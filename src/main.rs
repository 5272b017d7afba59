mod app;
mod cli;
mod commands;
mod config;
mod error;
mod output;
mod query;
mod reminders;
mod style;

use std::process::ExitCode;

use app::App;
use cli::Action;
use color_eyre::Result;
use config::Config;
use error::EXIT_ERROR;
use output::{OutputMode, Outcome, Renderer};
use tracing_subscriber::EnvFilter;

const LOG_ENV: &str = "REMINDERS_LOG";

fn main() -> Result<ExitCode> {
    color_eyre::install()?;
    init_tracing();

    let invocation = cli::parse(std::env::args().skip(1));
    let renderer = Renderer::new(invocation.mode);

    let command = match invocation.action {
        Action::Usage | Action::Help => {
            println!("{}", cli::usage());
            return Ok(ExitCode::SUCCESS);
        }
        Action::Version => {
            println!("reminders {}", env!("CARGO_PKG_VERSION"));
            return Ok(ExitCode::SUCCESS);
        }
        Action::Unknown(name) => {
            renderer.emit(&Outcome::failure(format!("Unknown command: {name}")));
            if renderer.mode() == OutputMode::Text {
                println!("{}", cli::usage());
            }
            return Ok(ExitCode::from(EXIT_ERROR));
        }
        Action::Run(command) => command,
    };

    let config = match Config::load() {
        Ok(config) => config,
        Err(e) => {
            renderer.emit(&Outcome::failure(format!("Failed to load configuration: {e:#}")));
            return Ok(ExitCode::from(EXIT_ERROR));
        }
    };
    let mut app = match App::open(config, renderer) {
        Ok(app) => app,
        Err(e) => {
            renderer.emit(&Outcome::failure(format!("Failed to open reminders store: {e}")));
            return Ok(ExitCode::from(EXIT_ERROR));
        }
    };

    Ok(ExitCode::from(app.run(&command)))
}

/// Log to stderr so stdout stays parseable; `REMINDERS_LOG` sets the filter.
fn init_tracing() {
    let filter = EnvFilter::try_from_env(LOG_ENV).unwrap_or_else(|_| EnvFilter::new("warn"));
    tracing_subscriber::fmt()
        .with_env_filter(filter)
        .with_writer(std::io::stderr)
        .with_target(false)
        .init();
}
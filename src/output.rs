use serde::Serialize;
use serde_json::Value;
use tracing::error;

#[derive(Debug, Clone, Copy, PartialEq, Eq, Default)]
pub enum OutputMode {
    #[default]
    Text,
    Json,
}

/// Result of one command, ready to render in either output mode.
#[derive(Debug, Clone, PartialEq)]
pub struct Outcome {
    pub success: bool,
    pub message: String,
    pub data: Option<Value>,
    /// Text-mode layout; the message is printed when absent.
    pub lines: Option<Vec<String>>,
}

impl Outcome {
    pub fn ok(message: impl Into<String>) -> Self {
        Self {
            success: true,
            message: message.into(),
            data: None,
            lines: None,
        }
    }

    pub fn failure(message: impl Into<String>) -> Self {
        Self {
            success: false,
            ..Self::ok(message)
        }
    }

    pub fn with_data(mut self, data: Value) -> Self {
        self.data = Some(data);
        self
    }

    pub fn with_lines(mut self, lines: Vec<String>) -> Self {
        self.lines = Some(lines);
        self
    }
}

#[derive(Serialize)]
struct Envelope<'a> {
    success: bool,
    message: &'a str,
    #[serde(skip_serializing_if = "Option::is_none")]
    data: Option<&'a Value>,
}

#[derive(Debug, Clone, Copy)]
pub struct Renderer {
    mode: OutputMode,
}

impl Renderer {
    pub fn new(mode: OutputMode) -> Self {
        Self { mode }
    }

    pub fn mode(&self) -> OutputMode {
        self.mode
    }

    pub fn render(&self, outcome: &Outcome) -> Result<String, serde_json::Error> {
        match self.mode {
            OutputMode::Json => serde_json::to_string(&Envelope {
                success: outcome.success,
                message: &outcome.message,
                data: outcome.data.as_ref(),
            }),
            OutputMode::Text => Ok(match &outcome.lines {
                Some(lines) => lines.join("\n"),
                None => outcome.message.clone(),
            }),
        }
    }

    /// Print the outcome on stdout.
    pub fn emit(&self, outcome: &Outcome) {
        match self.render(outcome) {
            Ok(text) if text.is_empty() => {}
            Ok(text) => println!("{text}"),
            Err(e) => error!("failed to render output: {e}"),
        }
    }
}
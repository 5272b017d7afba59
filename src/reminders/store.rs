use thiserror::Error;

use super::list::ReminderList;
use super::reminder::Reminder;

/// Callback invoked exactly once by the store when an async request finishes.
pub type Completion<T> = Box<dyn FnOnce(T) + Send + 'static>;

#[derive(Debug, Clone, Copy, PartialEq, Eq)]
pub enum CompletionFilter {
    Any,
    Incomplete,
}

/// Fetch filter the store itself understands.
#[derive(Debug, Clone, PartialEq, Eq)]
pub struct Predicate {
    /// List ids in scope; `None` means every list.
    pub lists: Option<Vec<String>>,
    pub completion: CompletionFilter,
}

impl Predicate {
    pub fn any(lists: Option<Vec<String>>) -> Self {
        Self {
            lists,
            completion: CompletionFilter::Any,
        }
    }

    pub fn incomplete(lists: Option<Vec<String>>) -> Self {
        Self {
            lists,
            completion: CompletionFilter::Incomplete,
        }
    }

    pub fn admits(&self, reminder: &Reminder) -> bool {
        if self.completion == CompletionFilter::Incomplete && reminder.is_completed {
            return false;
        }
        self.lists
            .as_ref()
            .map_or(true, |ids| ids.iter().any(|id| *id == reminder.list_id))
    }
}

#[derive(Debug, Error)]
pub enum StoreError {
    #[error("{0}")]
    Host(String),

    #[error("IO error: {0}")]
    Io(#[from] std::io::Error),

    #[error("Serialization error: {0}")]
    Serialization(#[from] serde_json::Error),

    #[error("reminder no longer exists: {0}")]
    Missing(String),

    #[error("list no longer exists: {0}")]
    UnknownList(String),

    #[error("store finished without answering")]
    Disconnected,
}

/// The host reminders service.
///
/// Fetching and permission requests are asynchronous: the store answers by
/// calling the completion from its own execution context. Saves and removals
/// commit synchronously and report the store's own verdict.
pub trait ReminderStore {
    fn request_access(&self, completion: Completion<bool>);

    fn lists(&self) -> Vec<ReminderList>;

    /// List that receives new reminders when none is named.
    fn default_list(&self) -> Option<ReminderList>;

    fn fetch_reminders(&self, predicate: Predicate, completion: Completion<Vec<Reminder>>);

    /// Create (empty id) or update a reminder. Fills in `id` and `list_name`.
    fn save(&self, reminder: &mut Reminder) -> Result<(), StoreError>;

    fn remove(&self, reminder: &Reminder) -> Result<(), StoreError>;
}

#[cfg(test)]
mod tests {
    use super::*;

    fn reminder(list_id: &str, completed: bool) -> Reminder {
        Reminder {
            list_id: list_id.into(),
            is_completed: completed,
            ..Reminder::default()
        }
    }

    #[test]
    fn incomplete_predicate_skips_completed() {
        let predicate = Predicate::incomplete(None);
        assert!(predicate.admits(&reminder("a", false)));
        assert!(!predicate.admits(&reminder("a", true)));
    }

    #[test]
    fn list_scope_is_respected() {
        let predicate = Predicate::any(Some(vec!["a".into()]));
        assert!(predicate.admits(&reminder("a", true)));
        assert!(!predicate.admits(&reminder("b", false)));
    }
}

——

Work item: Could the entire listing be reproduced without any alteration?

Solved exercise:
filename src/main.rs
repository 5272b017d7afba59
mod app;
mod cli;
mod commands;
mod config;
mod error;
mod output;
mod query;
mod reminders;
mod style;

use std::process::ExitCode;

use app::App;
use cli::Action;
use color_eyre::Result;
use config::Config;
use error::EXIT_ERROR;
use output::{OutputMode, Outcome, Renderer};
use tracing_subscriber::EnvFilter;

const LOG_ENV: &str = "REMINDERS_LOG";

fn main() -> Result<ExitCode> {
    color_eyre::install()?;
    init_tracing();

    let invocation = cli::parse(std::env::args().skip(1));
    let renderer = Renderer::new(invocation.mode);

    let command = match invocation.action {
        Action::Usage | Action::Help => {
            println!("{}", cli::usage());
            return Ok(ExitCode::SUCCESS);
        }
        Action::Version => {
            println!("reminders {}", env!("CARGO_PKG_VERSION"));
            return Ok(ExitCode::SUCCESS);
        }
        Action::Unknown(name) => {
            renderer.emit(&Outcome::failure(format!("Unknown command: {name}")));
            if renderer.mode() == OutputMode::Text {
                println!("{}", cli::usage());
            }
            return Ok(ExitCode::from(EXIT_ERROR));
        }
        Action::Run(command) => command,
    };

    let config = match Config::load() {
        Ok(config) => config,
        Err(e) => {
            renderer.emit(&Outcome::failure(format!("Failed to load configuration: {e:#}")));
            return Ok(ExitCode::from(EXIT_ERROR));
        }
    };
    let mut app = match App::open(config, renderer) {
        Ok(app) => app,
        Err(e) => {
            renderer.emit(&Outcome::failure(format!("Failed to open reminders store: {e}")));
            return Ok(ExitCode::from(EXIT_ERROR));
        }
    };

    Ok(ExitCode::from(app.run(&command)))
}

/// Log to stderr so stdout stays parseable; `REMINDERS_LOG` sets the filter.
fn init_tracing() {
    let filter = EnvFilter::try_from_env(LOG_ENV).unwrap_or_else(|_| EnvFilter::new("warn"));
    tracing_subscriber::fmt()
        .with_env_filter(filter)
        .with_writer(std::io::stderr)
        .with_target(false)
        .init();
}
filename src/output.rs
use serde::Serialize;
use serde_json::Value;
use tracing::error;

#[derive(Debug, Clone, Copy, PartialEq, Eq, Default)]
pub enum OutputMode {
    #[default]
    Text,
    Json,
}

/// Result of one command, ready to render in either output mode.
#[derive(Debug, Clone, PartialEq)]
pub struct Outcome {
    pub success: bool,
    pub message: String,
    pub data: Option<Value>,
    /// Text-mode layout; the message is printed when absent.
    pub lines: Option<Vec<String>>,
}

impl Outcome {
    pub fn ok(message: impl Into<String>) -> Self {
        Self {
            success: true,
            message: message.into(),
            data: None,
            lines: None,
        }
    }

    pub fn failure(message: impl Into<String>) -> Self {
        Self {
            success: false,
            ..Self::ok(message)
        }
    }

    pub fn with_data(mut self, data: Value) -> Self {
        self.data = Some(data);
        self
    }

    pub fn with_lines(mut self, lines: Vec<String>) -> Self {
        self.lines = Some(lines);
        self
    }
}

#[derive(Serialize)]
struct Envelope<'a> {
    success: bool,
    message: &'a str,
    #[serde(skip_serializing_if = "Option::is_none")]
    data: Option<&'a Value>,
}

#[derive(Debug, Clone, Copy)]
pub struct Renderer {
    mode: OutputMode,
}

impl Renderer {
    pub fn new(mode: OutputMode) -> Self {
        Self { mode }
    }

    pub fn mode(&self) -> OutputMode {
        self.mode
    }

    pub fn render(&self, outcome: &Outcome) -> Result<String, serde_json::Error> {
        match self.mode {
            OutputMode::Json => serde_json::to_string(&Envelope {
                success: outcome.success,
                message: &outcome.message,
                data: outcome.data.as_ref(),
            }),
            OutputMode::Text => Ok(match &outcome.lines {
                Some(lines) => lines.join("\n"),
                None => outcome.message.clone(),
            }),
        }
    }

    /// Print the outcome on stdout.
    pub fn emit(&self, outcome: &Outcome) {
        match self.render(outcome) {
            Ok(text) if text.is_empty() => {}
            Ok(text) => println!("{text}"),
            Err(e) => error!("failed to render output: {e}"),
        }
    }
}
repository 5272b017d7afba59
filename src/reminders/store.rs
use thiserror::Error;

use super::list::ReminderList;
use super::reminder::Reminder;

/// Callback invoked exactly once by the store when an async request finishes.
pub type Completion<T> = Box<dyn FnOnce(T) + Send + 'static>;

#[derive(Debug, Clone, Copy, PartialEq, Eq)]
pub enum CompletionFilter {
    Any,
    Incomplete,
}

/// Fetch filter the store itself understands.
#[derive(Debug, Clone, PartialEq, Eq)]
pub struct Predicate {
    /// List ids in scope; `None` means every list.
    pub lists: Option<Vec<String>>,
    pub completion: CompletionFilter,
}

impl Predicate {
    pub fn any(lists: Option<Vec<String>>) -> Self {
        Self {
            lists,
            completion: CompletionFilter::Any,
        }
    }

    pub fn incomplete(lists: Option<Vec<String>>) -> Self {
        Self {
            lists,
            completion: CompletionFilter::Incomplete,
        }
    }

    pub fn admits(&self, reminder: &Reminder) -> bool {
        if self.completion == CompletionFilter::Incomplete && reminder.is_completed {
            return false;
        }
        self.lists
            .as_ref()
            .map_or(true, |ids| ids.iter().any(|id| *id == reminder.list_id))
    }
}

#[derive(Debug, Error)]
pub enum StoreError {
    #[error("{0}")]
    Host(String),

    #[error("IO error: {0}")]
    Io(#[from] std::io::Error),

    #[error("Serialization error: {0}")]
    Serialization(#[from] serde_json::Error),

    #[error("reminder no longer exists: {0}")]
    Missing(String),

    #[error("list no longer exists: {0}")]
    UnknownList(String),

    #[error("store finished without answering")]
    Disconnected,
}

/// The host reminders service.
///
/// Fetching and permission requests are asynchronous: the store answers by
/// calling the completion from its own execution context. Saves and removals
/// commit synchronously and report the store's own verdict.
pub trait ReminderStore {
    fn request_access(&self, completion: Completion<bool>);

    fn lists(&self) -> Vec<ReminderList>;

    /// List that receives new reminders when none is named.
    fn default_list(&self) -> Option<ReminderList>;

    fn fetch_reminders(&self, predicate: Predicate, completion: Completion<Vec<Reminder>>);

    /// Create (empty id) or update a reminder. Fills in `id` and `list_name`.
    fn save(&self, reminder: &mut Reminder) -> Result<(), StoreError>;

    fn remove(&self, reminder: &Reminder) -> Result<(), StoreError>;
}

#[cfg(test)]
mod tests {
    use super::*;

    fn reminder(list_id: &str, completed: bool) -> Reminder {
        Reminder {
            list_id: list_id.into(),
            is_completed: completed,
            ..Reminder::default()
        }
    }

    #[test]
    fn incomplete_predicate_skips_completed() {
        let predicate = Predicate::incomplete(None);
        assert!(predicate.admits(&reminder("a", false)));
        assert!(!predicate.admits(&reminder("a", true)));
    }

    #[test]
    fn list_scope_is_respected() {
        let predicate = Predicate::any(Some(vec!["a".into()]));
        assert!(predicate.admits(&reminder("a", true)));
        assert!(!predicate.admits(&reminder("b", false)));
    }
}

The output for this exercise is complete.